The Henry B. Gonzalez Convention Center in San Antonio buzzed with activity Monday as educators engaged in sessions, exchanged ideas and checked out the latest technology wares at this year’s ISTELive and ASCD Annual Show & Conference.

Here are our takeaways from day one at the show.

Differentiated learning: Design toward the edges

At a Turbo Talk, Eric Carbaugh, a professor at James Madison University, outlined some of the tensions that arise at the junction where the use of generative AI and differentiated instruction meet. One of these is ensuring that AI is not being used without a metacognitive piece that ensures students understand the why of what they are learning. “We don’t want to short-circuit that pathway to expertise,” Carbaugh said, noting that the same thing goes for teachers. 

Carbaugh encouraged educators to think about creating classrooms that support differentiation by designing toward the edges. “Rather than aiming down the middle, thinking about how you’re designing outward to try to meet more kids where they are as often as possible. That’s really the goal if we’re aiming for maximum growth,” he said.

Potential ways for using AI in differentiation include providing scaffolding experiences around students’ readiness to learn. AI can also be used effectively to adjust text complexity to meet students’ needs. “To me, this is one of the really big game changers for AI use,” he said. 

Other ideas included using AI to develop choice-based activities or to provide feedback to students, Carbaugh said, cautioning that educators should ensure this use does not short circuit what teachers know about their students’ needs. AI tools can also be used as brainstorming partners or can help teachers proactively develop strategies to help students stretch past known sticking points, he said. 

“Ultimately, we’re trying to live in that middle ground, where DI meets AI, where we understand why we need to do this, we understand what it looks like and recognize that AI is a tool. It doesn’t in itself differentiate – the teachers do that,” he said. 

Bridging gaps: Culturally-relevant content

Preserving the Indigenous languages of the Marianas — Chamorro and Carolinian — is a priority for the Commonwealth of the Northern Mariana Islands Public School System, said Riya Nathrani, instructional technology coach for CNMI PSS, during a panel discussion about practical AI implementation strategies moderated by ISTE+ASCD Senior Director of Innovative Learning Jessica Garner. 

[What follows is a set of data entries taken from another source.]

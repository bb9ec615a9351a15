use crate::frame::Frame;
use crate::image_classifier::interface::{ClassificationResult, ClassifierError, ImageClassifier};
use crate::image_classifier::top_k::top_k_classifications;
use crate::library::logger::interface::Logger;
use rand::distr::{Distribution, Uniform};
use std::sync::Arc;
use std::time::{Duration, Instant};

const OBJECTS: [&str; 18] = [
    "dog", "cat", "person", "car", "chair", "table", "bird", "tree", "bicycle", "book", "laptop",
    "phone", "cup", "bottle", "keyboard", "mouse", "plant", "clock",
];

/// Scores every known object at random after a simulated inference delay.
pub struct ImageClassifierFake {
    logger: Arc<dyn Logger + Send + Sync>,
    labels: Vec<String>,
    inference_time: Duration,
}

impl ImageClassifierFake {
    pub fn new(logger: Arc<dyn Logger + Send + Sync>, inference_time: Duration) -> Self {
        Self {
            logger: logger.with_namespace("image_classifier").with_namespace("fake"),
            labels: OBJECTS.iter().map(|o| o.to_string()).collect(),
            inference_time,
        }
    }
}

impl ImageClassifier for ImageClassifierFake {
    fn classify(&self, frame: &Frame, top_k: usize) -> Result<ClassificationResult, ClassifierError> {
        if !frame.has_payload() {
            return Err(ClassifierError::InvalidFrame(format!("{:?}", frame)));
        }

        let start = Instant::now();
        std::thread::sleep(self.inference_time);

        let confidence_dist =
            Uniform::new(0.0f32, 1.0).map_err(|e| ClassifierError::Evaluation(e.to_string()))?;
        let mut rng = rand::rng();
        let scores: Vec<f32> = self
            .labels
            .iter()
            .map(|_| confidence_dist.sample(&mut rng))
            .collect();

        let classifications = top_k_classifications(&scores, &self.labels, top_k);
        let _ = self.logger.info(&format!(
            "Classified {}x{} frame as {:?}",
            frame.width,
            frame.height,
            classifications.first().map(|c| &c.label)
        ));

        Ok(ClassificationResult {
            classifications,
            elapsed: start.elapsed(),
        })
    }
}
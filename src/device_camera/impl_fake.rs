use crate::device_camera::interface::{CameraError, DeviceCamera, LatestFrame};
use crate::frame::{Frame, PixelFormat};
use crate::library::logger::interface::Logger;
use rand::Rng;
use std::sync::atomic::{AtomicBool, Ordering};
use std::sync::{Arc, Mutex};
use std::thread::JoinHandle;
use std::time::Duration;

/// Produces noise frames at a fixed rate.
pub struct DeviceCameraFake {
    logger: Arc<dyn Logger + Send + Sync>,
    frame_interval: Duration,
    capturing: Arc<AtomicBool>,
    producer: Mutex<Option<JoinHandle<()>>>,
}

impl DeviceCameraFake {
    pub fn new(logger: Arc<dyn Logger + Send + Sync>, frame_interval: Duration) -> Self {
        Self {
            logger: logger.with_namespace("camera").with_namespace("fake"),
            frame_interval,
            capturing: Arc::new(AtomicBool::new(false)),
            producer: Mutex::new(None),
        }
    }
}

impl DeviceCamera for DeviceCameraFake {
    fn start_capturing(
        &self,
        width: u32,
        height: u32,
        sink: Arc<LatestFrame>,
    ) -> Result<(), CameraError> {
        let frame_len = match Frame::byte_len(width, height, PixelFormat::Bgra8) {
            Some(len) if len > 0 => len,
            _ => return Err(CameraError::UnsupportedSize { width, height }),
        };
        if self.capturing.swap(true, Ordering::SeqCst) {
            return Err(CameraError::AlreadyCapturing);
        }

        let _ = self
            .logger
            .info(&format!("Capturing {}x{} every {:?}", width, height, self.frame_interval));

        let capturing = self.capturing.clone();
        let frame_interval = self.frame_interval;
        let handle = std::thread::spawn(move || {
            let mut rng = rand::rng();
            while capturing.load(Ordering::SeqCst) {
                let mut pixels = vec![0u8; frame_len];
                rng.fill(&mut pixels[..]);
                sink.put(Frame::new(pixels, width, height, PixelFormat::Bgra8));
                std::thread::sleep(frame_interval);
            }
        });

        if let Ok(mut producer) = self.producer.lock() {
            *producer = Some(handle);
        }

        Ok(())
    }

    fn stop_capturing(&self) -> Result<(), CameraError> {
        if !self.capturing.swap(false, Ordering::SeqCst) {
            return Ok(());
        }

        let handle = self.producer.lock().ok().and_then(|mut p| p.take());
        if let Some(handle) = handle {
            let _ = handle.join();
        }

        let _ = self.logger.info("Capture stopped");
        Ok(())
    }
}

impl Drop for DeviceCameraFake {
    fn drop(&mut self) {
        let _ = self.stop_capturing();
    }
}
use crate::device_display::interface::{DeviceDisplay, DisplayError};

pub struct DeviceDisplayConsole {
    lines: Vec<String>,
}

impl DeviceDisplayConsole {
    pub fn new() -> Self {
        Self { lines: Vec::new() }
    }

    fn render_display(&self) {
        let width = self.chars_per_line();
        println!("┌{}┐", "─".repeat(width));
        for line in &self.lines {
            let visible: String = line.chars().take(width).collect();
            println!("│{:<width$}│", visible, width = width);
        }
        println!("└{}┘", "─".repeat(width));
    }
}

impl DeviceDisplay for DeviceDisplayConsole {
    fn init(&mut self) -> Result<(), DisplayError> {
        self.render_display();
        Ok(())
    }

    fn clear(&mut self) -> Result<(), DisplayError> {
        self.lines.clear();
        self.render_display();
        Ok(())
    }

    fn write_text(&mut self, text: &str) -> Result<(), DisplayError> {
        self.lines = text.lines().map(|l| l.to_string()).collect();
        self.render_display();
        Ok(())
    }
}
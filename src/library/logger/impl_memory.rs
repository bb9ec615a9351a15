use crate::library::logger::interface::Logger;
use std::sync::{Arc, Mutex};

/// Keeps every line in memory so tests can assert on what was logged.
#[derive(Clone, Default)]
pub struct LoggerMemory {
    namespace: Option<String>,
    lines: Arc<Mutex<Vec<String>>>,
}

impl LoggerMemory {
    pub fn new() -> Self {
        Self::default()
    }

    pub fn lines(&self) -> Vec<String> {
        self.lines.lock().map(|l| l.clone()).unwrap_or_default()
    }

    fn push(&self, level: &str, message: &str) {
        let line = match &self.namespace {
            Some(namespace) => format!("{} {}: {}", level, namespace, message),
            None => format!("{} {}", level, message),
        };
        if let Ok(mut lines) = self.lines.lock() {
            lines.push(line);
        }
    }
}

impl Logger for LoggerMemory {
    fn info(&self, message: &str) -> Result<(), Box<dyn std::error::Error + Send + Sync>> {
        self.push("INFO", message);
        Ok(())
    }

    fn error(&self, message: &str) -> Result<(), Box<dyn std::error::Error + Send + Sync>> {
        self.push("ERROR", message);
        Ok(())
    }

    fn with_namespace(&self, namespace: &str) -> Arc<dyn Logger + Send + Sync> {
        let new_namespace = match &self.namespace {
            Some(current) => format!("{}:{}", current, namespace),
            None => namespace.to_string(),
        };

        Arc::new(LoggerMemory {
            namespace: Some(new_namespace),
            lines: self.lines.clone(),
        })
    }
}
/// Where the user's gaze ray meets the scene.
pub trait DeviceGaze: Send + Sync {
    /// Distance in meters from the head to the first hit, if anything was hit.
    fn hit_distance(&self) -> Option<f32>;
}
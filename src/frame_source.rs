use crate::device_camera::interface::{CameraError, DeviceCamera, LatestFrame};
use crate::frame::Frame;
use crate::library::logger::interface::Logger;
use std::path::Path;
use std::sync::atomic::{AtomicBool, Ordering};
use std::sync::Arc;

/// Hands the evaluation loop the newest camera frame, or a static fallback
/// frame when no camera could be started.
pub struct FrameSource {
    logger: Arc<dyn Logger + Send + Sync>,
    camera: Arc<dyn DeviceCamera + Send + Sync>,
    latest: Arc<LatestFrame>,
    fallback: Option<Frame>,
    capturing: AtomicBool,
}

impl FrameSource {
    pub fn new(
        logger: Arc<dyn Logger + Send + Sync>,
        camera: Arc<dyn DeviceCamera + Send + Sync>,
        fallback: Option<Frame>,
    ) -> Self {
        Self {
            logger: logger.with_namespace("frame_source"),
            camera,
            latest: Arc::new(LatestFrame::new()),
            fallback,
            capturing: AtomicBool::new(false),
        }
    }

    pub fn start_capturing(&self, width: u32, height: u32) -> Result<(), CameraError> {
        self.camera
            .start_capturing(width, height, self.latest.clone())?;
        self.capturing.store(true, Ordering::SeqCst);
        let _ = self
            .logger
            .info(&format!("Camera capturing at {}x{}", width, height));
        Ok(())
    }

    pub fn stop_capturing(&self) -> Result<(), CameraError> {
        if self.capturing.swap(false, Ordering::SeqCst) {
            self.camera.stop_capturing()?;
            let _ = self.logger.info(&format!(
                "Camera stopped, {} frames replaced before use",
                self.dropped_frames()
            ));
        }
        Ok(())
    }

    /// Never blocks. While capturing, yields each delivered frame at most once.
    /// Without a camera, yields the fallback frame on every call.
    pub fn capture(&self) -> Option<Frame> {
        if self.is_capturing() {
            self.latest.take()
        } else {
            self.fallback.as_ref().map(Frame::recaptured)
        }
    }

    pub fn is_capturing(&self) -> bool {
        self.capturing.load(Ordering::SeqCst)
    }

    pub fn has_fallback(&self) -> bool {
        self.fallback.is_some()
    }

    pub fn dropped_frames(&self) -> u64 {
        self.latest.overwritten()
    }
}

pub fn load_fallback_frame(path: &Path) -> Result<Frame, image::ImageError> {
    let image = image::open(path)?;
    Ok(Frame::from_image(&image))
}
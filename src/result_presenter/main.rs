use crate::config::Config;
use crate::device_display::interface::{DeviceDisplay, DisplayError};
use crate::device_gaze::interface::DeviceGaze;
use crate::device_voice::interface::DeviceVoice;
use crate::image_classifier::interface::ClassificationResult;
use crate::library::logger::interface::Logger;
use crate::result_presenter::core::{display_text, speech_text, AnnouncementState};
use std::sync::{Arc, Mutex};

/// Shows every result and speaks the ones worth speaking.
///
/// Lives on the presentation thread; the display and voice are only touched
/// from here.
pub struct ResultPresenter {
    config: Config,
    logger: Arc<dyn Logger + Send + Sync>,
    device_display: Arc<Mutex<dyn DeviceDisplay + Send + Sync>>,
    device_voice: Arc<dyn DeviceVoice + Send + Sync>,
    device_gaze: Arc<dyn DeviceGaze + Send + Sync>,
    announcement: AnnouncementState,
}

impl ResultPresenter {
    pub fn new(
        config: Config,
        logger: Arc<dyn Logger + Send + Sync>,
        device_display: Arc<Mutex<dyn DeviceDisplay + Send + Sync>>,
        device_voice: Arc<dyn DeviceVoice + Send + Sync>,
        device_gaze: Arc<dyn DeviceGaze + Send + Sync>,
    ) -> Self {
        Self {
            config,
            logger: logger.with_namespace("presenter"),
            device_display,
            device_voice,
            device_gaze,
            announcement: AnnouncementState::default(),
        }
    }

    #[allow(dead_code)]
    pub fn announcement(&self) -> &AnnouncementState {
        &self.announcement
    }

    pub fn show_status(&self, text: &str) -> Result<(), DisplayError> {
        let _ = self.logger.info(&format!("Status: {}", text));
        self.write(text)
    }

    pub fn clear(&self) -> Result<(), DisplayError> {
        self.device_display
            .lock()
            .map_err(|e| DisplayError::Closed(e.to_string()))?
            .clear()
    }

    /// Returns whether an announcement was started.
    pub fn present(&mut self, result: &ClassificationResult) -> Result<bool, DisplayError> {
        self.write(&display_text(result, self.config.device_kind()))?;

        let Some(dominant) = result.dominant() else {
            return Ok(false);
        };

        if !self
            .announcement
            .should_announce(self.device_voice.is_speaking(), &dominant.label)
        {
            return Ok(false);
        }

        let text = speech_text(
            dominant,
            self.config.probability_threshold,
            self.device_gaze.hit_distance(),
        );

        match self.device_voice.speak(&text) {
            Ok(true) => {
                self.announcement.record(&dominant.label);
                Ok(true)
            }
            Ok(false) => Ok(false),
            Err(e) => {
                let _ = self.logger.error(&format!("Could not speak \"{}\": {}", text, e));
                Ok(false)
            }
        }
    }

    fn write(&self, text: &str) -> Result<(), DisplayError> {
        let mut device_display = self
            .device_display
            .lock()
            .map_err(|e| DisplayError::Closed(e.to_string()))?;
        device_display.write_text(text)
    }
}
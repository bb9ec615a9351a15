use crate::device_camera::interface::{CameraError, DeviceCamera, LatestFrame};
use crate::frame::{Frame, PixelFormat};
use std::sync::{Arc, Mutex};

/// Camera whose frames are pushed by the test itself.
#[derive(Default)]
pub struct DeviceCameraManual {
    sink: Mutex<Option<Arc<LatestFrame>>>,
}

impl DeviceCameraManual {
    pub fn new() -> Self {
        Self::default()
    }

    pub fn deliver(&self, frame: Frame) {
        if let Some(sink) = self.sink.lock().unwrap().as_ref() {
            sink.put(frame);
        }
    }

    pub fn deliver_tagged(&self, tag: u8) {
        self.deliver(tagged_frame(tag));
    }

    pub fn is_capturing(&self) -> bool {
        self.sink.lock().unwrap().is_some()
    }
}

/// A 1x1 frame whose single pixel carries `tag`, so tests can tell frames apart.
pub fn tagged_frame(tag: u8) -> Frame {
    Frame::new(vec![tag, tag, tag], 1, 1, PixelFormat::Rgb8)
}

impl DeviceCamera for DeviceCameraManual {
    fn start_capturing(
        &self,
        _width: u32,
        _height: u32,
        sink: Arc<LatestFrame>,
    ) -> Result<(), CameraError> {
        *self.sink.lock().unwrap() = Some(sink);
        Ok(())
    }

    fn stop_capturing(&self) -> Result<(), CameraError> {
        *self.sink.lock().unwrap() = None;
        Ok(())
    }
}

We want to ensure that our students know the languages, so that they are able to carry it on for future generations,” said Nathrani 

The challenge, though, was a lack of resources and materials to teach the languages effectively. The team turned to AI for help. It became “an idea bank, where they could get activities and lesson ideas and write stories, and then translate [them] into the languages,” said Nathrani. The project helped build a foundation from which teachers could create materials without having to start from scratch.

CNMI PSS teachers are also using AI to generate images of Pacific Islanders and create culturally-relevant materials. 

“[I]t’s hard to be what you cannot see,” said Nathrani. “[I]f you don’t really see yourselves reflected in that curriculum or in that role or in that leadership position, [you] won’t really aspire to do those things or to be in those roles.”

Nathrani gave the example of a science teacher who was doing a lesson on ocean biodiversity and wanted to highlight the oceans and coral reefs surrounding their islands. Unfortunately, the textbook did not include this information. The teacher used AI to create content and stories related to the Pacific Islands.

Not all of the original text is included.